棉花GhWRKY3基因的分离及其表达特性分析

Isolation and Expression Analysis of A Novel Gene, Ghwrky3, in Cotton (gossypium Hirsutum L.)

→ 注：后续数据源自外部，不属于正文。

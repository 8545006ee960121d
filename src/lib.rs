use axum::{middleware, routing::get, Router};
use std::sync::Arc;
use tower_http::cors::CorsLayer;
use tower_http::trace::TraceLayer;

pub mod admin;
pub mod api;
pub mod client;
pub mod config;
pub mod db;
pub mod mcp;
pub mod models;
pub mod services;
pub mod store;

use config::AppConfig;
use services::{ai::OpenAiClient, tmdb::TmdbClient};
use store::CatalogStore;

pub struct AppState {
    pub store: Arc<dyn CatalogStore>,
    pub config: AppConfig,
    /// Present only when TMDB credentials are configured
    pub tmdb: Option<TmdbClient>,
    /// Present only when an LLM API key is configured
    pub ai: Option<OpenAiClient>,
}

impl AppState {
    /// Build the shared state, constructing lookup clients for whatever
    /// credentials the configuration carries.
    pub fn new(store: Arc<dyn CatalogStore>, config: AppConfig) -> anyhow::Result<Self> {
        let tmdb = TmdbClient::from_config(&config.enrichment)?;
        let ai = OpenAiClient::from_config(&config.enrichment)?;

        Ok(Self {
            store,
            config,
            tmdb,
            ai,
        })
    }
}

async fn root_handler() -> &'static str {
    "Movie Catalog API"
}

/// The complete HTTP application: catalog endpoints plus banner and health check.
pub fn app(state: Arc<AppState>) -> Router {
    Router::new()
        .route("/", get(root_handler).head(root_handler))
        .route("/health", get(|| async { "OK" }))
        .merge(api::routes())
        .layer(CorsLayer::permissive())
        .layer(middleware::from_fn(api::preflight_no_content))
        .layer(TraceLayer::new_for_http())
        .with_state(state)
}
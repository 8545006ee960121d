use chrono::Utc;
use serde::{Deserialize, Deserializer, Serialize};

/// Fields a client may write on create/update. Anything else in a request body is dropped.
pub const WRITABLE_FIELDS: [&str; 8] = [
    "title",
    "name",
    "year",
    "actors",
    "genre",
    "poster_link",
    "landscape_poster_link",
    "description",
];

/// Days in a weekly-picks schedule.
pub const WEEK_DAYS: usize = 7;

/// Current time as epoch milliseconds, the timestamp unit stored on every record.
pub fn now_millis() -> i64 {
    Utc::now().timestamp_millis()
}

/// `"Drama"` or `["Drama", "Crime"]`; older documents store a single genre.
#[derive(Deserialize)]
#[serde(untagged)]
enum OneOrMany {
    One(String),
    Many(Vec<String>),
}

impl OneOrMany {
    fn into_vec(self) -> Vec<String> {
        match self {
            OneOrMany::One(s) if s.trim().is_empty() => Vec::new(),
            OneOrMany::One(s) => vec![s],
            OneOrMany::Many(v) => v,
        }
    }
}

fn deserialize_string_or_list<'de, D>(deserializer: D) -> Result<Vec<String>, D::Error>
where
    D: Deserializer<'de>,
{
    Ok(Option::<OneOrMany>::deserialize(deserializer)?
        .map(OneOrMany::into_vec)
        .unwrap_or_default())
}

fn deserialize_opt_string_or_list<'de, D>(deserializer: D) -> Result<Option<Vec<String>>, D::Error>
where
    D: Deserializer<'de>,
{
    Ok(Option::<OneOrMany>::deserialize(deserializer)?.map(OneOrMany::into_vec))
}

/// A movie record in the catalog collection.
///
/// Older imported documents may lack a title (they used `name`), a year or
/// timestamps, so most fields are optional on read.
#[derive(Debug, Clone, PartialEq, Serialize, Deserialize)]
pub struct CatalogItem {
    pub id: String,
    #[serde(default, skip_serializing_if = "Option::is_none")]
    pub title: Option<String>,
    #[serde(default, skip_serializing_if = "Option::is_none")]
    pub name: Option<String>,
    #[serde(default, skip_serializing_if = "Option::is_none")]
    pub year: Option<i32>,
    #[serde(default)]
    pub actors: Vec<String>,
    #[serde(default, deserialize_with = "deserialize_string_or_list")]
    pub genre: Vec<String>,
    #[serde(default, skip_serializing_if = "Option::is_none")]
    pub poster_link: Option<String>,
    #[serde(default, skip_serializing_if = "Option::is_none")]
    pub landscape_poster_link: Option<String>,
    #[serde(default, skip_serializing_if = "Option::is_none")]
    pub description: Option<String>,
    #[serde(rename = "createdAt", default, skip_serializing_if = "Option::is_none")]
    pub created_at: Option<i64>,
    #[serde(rename = "updatedAt", default, skip_serializing_if = "Option::is_none")]
    pub updated_at: Option<i64>,
    #[serde(rename = "lastWatchedAt", default, skip_serializing_if = "Option::is_none")]
    pub last_watched_at: Option<i64>,
}

impl CatalogItem {
    /// Title for display: `title`, then `name`, then a placeholder.
    pub fn display_title(&self) -> &str {
        self.title
            .as_deref()
            .filter(|t| !t.trim().is_empty())
            .or_else(|| self.name.as_deref().filter(|n| !n.trim().is_empty()))
            .unwrap_or("(untitled)")
    }

    pub fn has_poster(&self) -> bool {
        self.poster_link.as_deref().is_some_and(|p| !p.is_empty())
    }

    pub fn has_landscape_poster(&self) -> bool {
        self.landscape_poster_link
            .as_deref()
            .is_some_and(|p| !p.is_empty())
    }
}

/// The whitelisted writable subset of a [`CatalogItem`].
///
/// Used as the create payload, the partial-update patch, and the normalized
/// output of the enrichment lookups. `None` means "not provided".
#[derive(Debug, Clone, Default, PartialEq, Serialize, Deserialize)]
pub struct ItemFields {
    #[serde(default, skip_serializing_if = "Option::is_none")]
    pub title: Option<String>,
    #[serde(default, skip_serializing_if = "Option::is_none")]
    pub name: Option<String>,
    #[serde(default, skip_serializing_if = "Option::is_none")]
    pub year: Option<i32>,
    #[serde(default, skip_serializing_if = "Option::is_none")]
    pub actors: Option<Vec<String>>,
    #[serde(
        default,
        deserialize_with = "deserialize_opt_string_or_list",
        skip_serializing_if = "Option::is_none"
    )]
    pub genre: Option<Vec<String>>,
    #[serde(default, skip_serializing_if = "Option::is_none")]
    pub poster_link: Option<String>,
    #[serde(default, skip_serializing_if = "Option::is_none")]
    pub landscape_poster_link: Option<String>,
    #[serde(default, skip_serializing_if = "Option::is_none")]
    pub description: Option<String>,
}

impl ItemFields {
    pub fn is_empty(&self) -> bool {
        *self == ItemFields::default()
    }

    /// Trimmed title, or `None` when absent or blank.
    pub fn trimmed_title(&self) -> Option<String> {
        self.title
            .as_deref()
            .map(str::trim)
            .filter(|t| !t.is_empty())
            .map(str::to_string)
    }
}

/// One day of a saved weekly-picks schedule.
#[derive(Debug, Clone, PartialEq, Serialize, Deserialize)]
pub struct WeeklyPick {
    /// ISO calendar date, `YYYY-MM-DD`.
    pub date: String,
    pub movie: CatalogItem,
}

/// The saved weekly-picks document.
#[derive(Debug, Clone, PartialEq, Serialize, Deserialize)]
pub struct WeeklyPicksDoc {
    pub picks: Vec<WeeklyPick>,
    #[serde(rename = "createdAt")]
    pub created_at: i64,
    #[serde(rename = "updatedAt")]
    pub updated_at: i64,
}
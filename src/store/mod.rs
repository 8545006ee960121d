// Document store abstraction for the movie collection.
//
// The handlers, admin tools and MCP server only talk to [`CatalogStore`].
// Query semantics follow a document database: ordering by a field skips
// documents that lack it, `start_after` is a keyset cursor naming the last
// document of the previous page, and batched writes are atomic per batch.

mod sqlite;

pub use sqlite::SqliteCatalogStore;

use async_trait::async_trait;
use serde::{Deserialize, Serialize};
use tokio::sync::broadcast;

use crate::models::{CatalogItem, ItemFields, WeeklyPick, WeeklyPicksDoc};

/// Maximum number of writes a single batch may carry.
pub const MAX_BATCH_WRITES: usize = 500;

#[derive(Debug, thiserror::Error)]
pub enum StoreError {
    #[error("cursor document '{0}' does not exist or lacks the order field")]
    InvalidCursor(String),

    #[error("batch of {0} writes exceeds the limit of {MAX_BATCH_WRITES}")]
    BatchTooLarge(usize),

    #[error("database error: {0}")]
    Database(#[from] sqlx::Error),

    #[error("malformed stored document: {0}")]
    Corrupt(#[from] serde_json::Error),
}

/// Fields a listing can be ordered by.
#[derive(Debug, Clone, Copy, PartialEq, Eq, Serialize, Deserialize)]
pub enum SortField {
    #[serde(rename = "title")]
    Title,
    #[serde(rename = "name")]
    Name,
    #[serde(rename = "year")]
    Year,
    #[serde(rename = "createdAt")]
    CreatedAt,
    #[serde(rename = "updatedAt")]
    UpdatedAt,
}

impl SortField {
    /// Parse the wire name used in query strings (`title`, `createdAt`, ...).
    pub fn parse(value: &str) -> Option<Self> {
        match value {
            "title" => Some(SortField::Title),
            "name" => Some(SortField::Name),
            "year" => Some(SortField::Year),
            "createdAt" => Some(SortField::CreatedAt),
            "updatedAt" => Some(SortField::UpdatedAt),
            _ => None,
        }
    }

    pub fn as_str(&self) -> &'static str {
        match self {
            SortField::Title => "title",
            SortField::Name => "name",
            SortField::Year => "year",
            SortField::CreatedAt => "createdAt",
            SortField::UpdatedAt => "updatedAt",
        }
    }

    fn column(&self) -> &'static str {
        match self {
            SortField::Title => "title",
            SortField::Name => "name",
            SortField::Year => "year",
            SortField::CreatedAt => "created_at",
            SortField::UpdatedAt => "updated_at",
        }
    }

    fn is_numeric(&self) -> bool {
        matches!(
            self,
            SortField::Year | SortField::CreatedAt | SortField::UpdatedAt
        )
    }
}

#[derive(Debug, Clone, Copy, PartialEq, Eq, Serialize, Deserialize)]
#[serde(rename_all = "lowercase")]
pub enum Direction {
    Asc,
    Desc,
}

impl Direction {
    pub fn parse(value: &str) -> Option<Self> {
        if value.eq_ignore_ascii_case("asc") {
            Some(Direction::Asc)
        } else if value.eq_ignore_ascii_case("desc") {
            Some(Direction::Desc)
        } else {
            None
        }
    }

    pub fn as_str(&self) -> &'static str {
        match self {
            Direction::Asc => "asc",
            Direction::Desc => "desc",
        }
    }
}

/// A collection query: filters, one ordering, a limit and a keyset cursor.
#[derive(Debug, Clone, Default, PartialEq)]
pub struct ItemQuery {
    /// Keep documents whose genre list contains this value
    pub genre: Option<String>,
    /// Keep documents whose title equals this value
    pub title_eq: Option<String>,
    pub order_by: Option<(SortField, Direction)>,
    pub limit: Option<usize>,
    /// Id of the document the page starts after
    pub start_after: Option<String>,
}

impl ItemQuery {
    pub fn ordered(field: SortField, direction: Direction) -> Self {
        Self {
            order_by: Some((field, direction)),
            ..Default::default()
        }
    }

    pub fn limit(mut self, limit: usize) -> Self {
        self.limit = Some(limit);
        self
    }

    pub fn start_after(mut self, id: impl Into<String>) -> Self {
        self.start_after = Some(id.into());
        self
    }

    pub fn genre(mut self, genre: impl Into<String>) -> Self {
        self.genre = Some(genre.into());
        self
    }
}

/// A record written by a bulk import. Writes merge into an existing document
/// with the same id; fields left `None` keep their stored value.
#[derive(Debug, Clone, Default, PartialEq)]
pub struct ImportRecord {
    /// Target document id, or `None` for a store-assigned one
    pub id: Option<String>,
    pub fields: ItemFields,
    pub created_at: Option<i64>,
    pub updated_at: Option<i64>,
    pub last_watched_at: Option<i64>,
}

/// Notification published after every successful write.
#[derive(Debug, Clone, PartialEq, Eq)]
pub enum ChangeEvent {
    Created(String),
    Updated(String),
    Deleted(String),
    Imported(usize),
}

#[async_trait]
pub trait CatalogStore: Send + Sync {
    /// Name of the collection this store reads and writes.
    fn collection(&self) -> &str;

    async fn list(&self, query: &ItemQuery) -> Result<Vec<CatalogItem>, StoreError>;

    async fn get(&self, id: &str) -> Result<Option<CatalogItem>, StoreError>;

    /// Insert a new document with a store-assigned id.
    async fn create(&self, fields: &ItemFields, now: i64) -> Result<CatalogItem, StoreError>;

    /// Write the provided fields and stamp `updated_at`. `None` if the id is unknown.
    async fn update(
        &self,
        id: &str,
        patch: &ItemFields,
        now: i64,
    ) -> Result<Option<CatalogItem>, StoreError>;

    /// Stamp `last_watched_at` and `updated_at`. `None` if the id is unknown.
    async fn mark_watched(&self, id: &str, now: i64) -> Result<Option<CatalogItem>, StoreError>;

    /// Returns whether a document was removed.
    async fn delete(&self, id: &str) -> Result<bool, StoreError>;

    /// Up to `count` documents in random order.
    async fn random(&self, count: usize) -> Result<Vec<CatalogItem>, StoreError>;

    /// Merge-write a batch atomically. Fails without writing anything if the
    /// batch is larger than [`MAX_BATCH_WRITES`].
    async fn write_batch(&self, records: &[ImportRecord]) -> Result<usize, StoreError>;

    async fn weekly_picks(&self) -> Result<Option<WeeklyPicksDoc>, StoreError>;

    async fn save_weekly_picks(
        &self,
        picks: &[WeeklyPick],
        now: i64,
    ) -> Result<WeeklyPicksDoc, StoreError>;

    fn subscribe(&self) -> broadcast::Receiver<ChangeEvent>;
}

#[cfg(test)]
mod tests {
    use super::*;

    #[test]
    fn test_sort_field_round_trips_wire_names() {
        for name in ["title", "name", "year", "createdAt", "updatedAt"] {
            assert_eq!(SortField::parse(name).unwrap().as_str(), name);
        }
        assert_eq!(SortField::parse("rating"), None);
        assert_eq!(SortField::parse("created_at"), None);
    }

    #[test]
    fn test_direction_parse_is_case_insensitive() {
        assert_eq!(Direction::parse("DESC"), Some(Direction::Desc));
        assert_eq!(Direction::parse("asc"), Some(Direction::Asc));
        assert_eq!(Direction::parse("up"), None);
    }
}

作者: 专业:生物化学与分子生物学 导师:曹学成 年度:2010 学位:硕士  院校: 山东农业大学

Keywords

Cotton (Gossypium hirsutum L.), GhWRKY3, Molecular cloning, Expression analysis, Transgenic tobacco

        WRKY是一类主要存在于植物中的转录因子超家族。自Ishiguro和Nakamura从甘薯中分离到SPF1后,WRKY便开始得到广泛的研究和关注,目前已经从多种植物中分离出了WRKY基因并鉴定了其功能。许多研究表明,WRKY参与了植物体的多种生物学过程,尤其是在植物的抗病反应中发挥了重要的作用。本研究以陆地棉为材料,从中克隆得到一个新WRKY基因即GhWRKY3,并对其进行了表达特性分析及初步的功能鉴定。具体结果如下:1、根据同源蛋白设计简并引物,用RACE和RT-PCR的方法从陆地棉中克隆得到一个新的WRKY基因,即GhWRKY3,GenBank注册号为FJ966887。GhWRKY3全长1,705bp,包含72bp的5′非编码区和109bp的3′非编码区,其开放阅读框共1,524bp,编码了一个含有507个氨基酸的多肽。序列分析发现该基因编码的蛋白含有两个典型的WRKY结构域和两个锌指结构(C-X4-C-X22–23-H-X1-H),并且含有一个核定位信号序列PKRR,属于WRKY转录因子家族第I类成员。亚细胞定位发现,该蛋白位于细胞核内。GhWRKY3的基因组含有3个内含子和4个外显子,并且它的第3个内含子位于羧基端的WRKY结构域内。2、用反向PCR和巢式PCR的方法扩增出了该基因的部分启动子序列,共720bp,用PlantCARE在线软件分析发现,该启动子序列内除含有典型的TATA-box,CAAT-box外,还含有ABA应答元件,胁迫应答元件,光应答元件和胚乳发育相关元件等。根据这些结果推测,GhWRKY3可能在植物的胁迫应答反应中和生长发育过程中发挥了一定的作用。3、半定量RT-PCR分析显示,GhWRKY3在根茎叶中均有表达,不具有组织特异性。GhWRKY3可以被多种信号分子包括水杨酸(SA)、脱落酸(ABA)、茉莉酸甲酯(MeJA)、乙烯(ET)、赤霉素(GA3)和过氧化氢(H2O2)所诱导,而在外源细胞分裂素6-BA,生长素类似物NAA的胁迫下,其表达量没有明显的变化。此外,GhWRKY3在真菌棉花枯萎病菌F. oxysporum f. sp. Vasinfectum、立枯丝核菌R. solani、炭疽菌C. gossypii和伤胁迫下表达量上升,而干旱(15%PEG6000)、高盐(NaCl)和低温(4℃), GhWRKY3的表达量没有发生明显的变化。根据这些结果,可以推测GhWRKY3可能在植物的抗病反应和生长发育中发挥了一定的作用。4、构建了GhWRKY3正义植物表达载体pBI121-GhWRKY3,采用农杆菌介导的方法,转化本生烟草, PCR和RT-PCR鉴定分析表明GhWRKY3在烟草中成功表达。5、选取部分T0代转基因植株的自交种子扩增繁殖,得到T1代转基因植株,在分子鉴定的基础上,初步证明所选择的株系的T1代转基因植株种外源基因基本符合3:1的遗传分离定律。选取两株具有代表性的转基因植物的T1代种子,对种子萌发和萌发早期幼苗的生长情况进行了初步分析,结果显示转基因植株比野生型植株萌发晚。进一步分析了转基因植株在添加不同浓度ABA或GA3的培养基上的萌发和萌发早期幼苗生长情况,结果表明GhWRKY3可能参与调节ABA和GA介导的植物的生长发育过程。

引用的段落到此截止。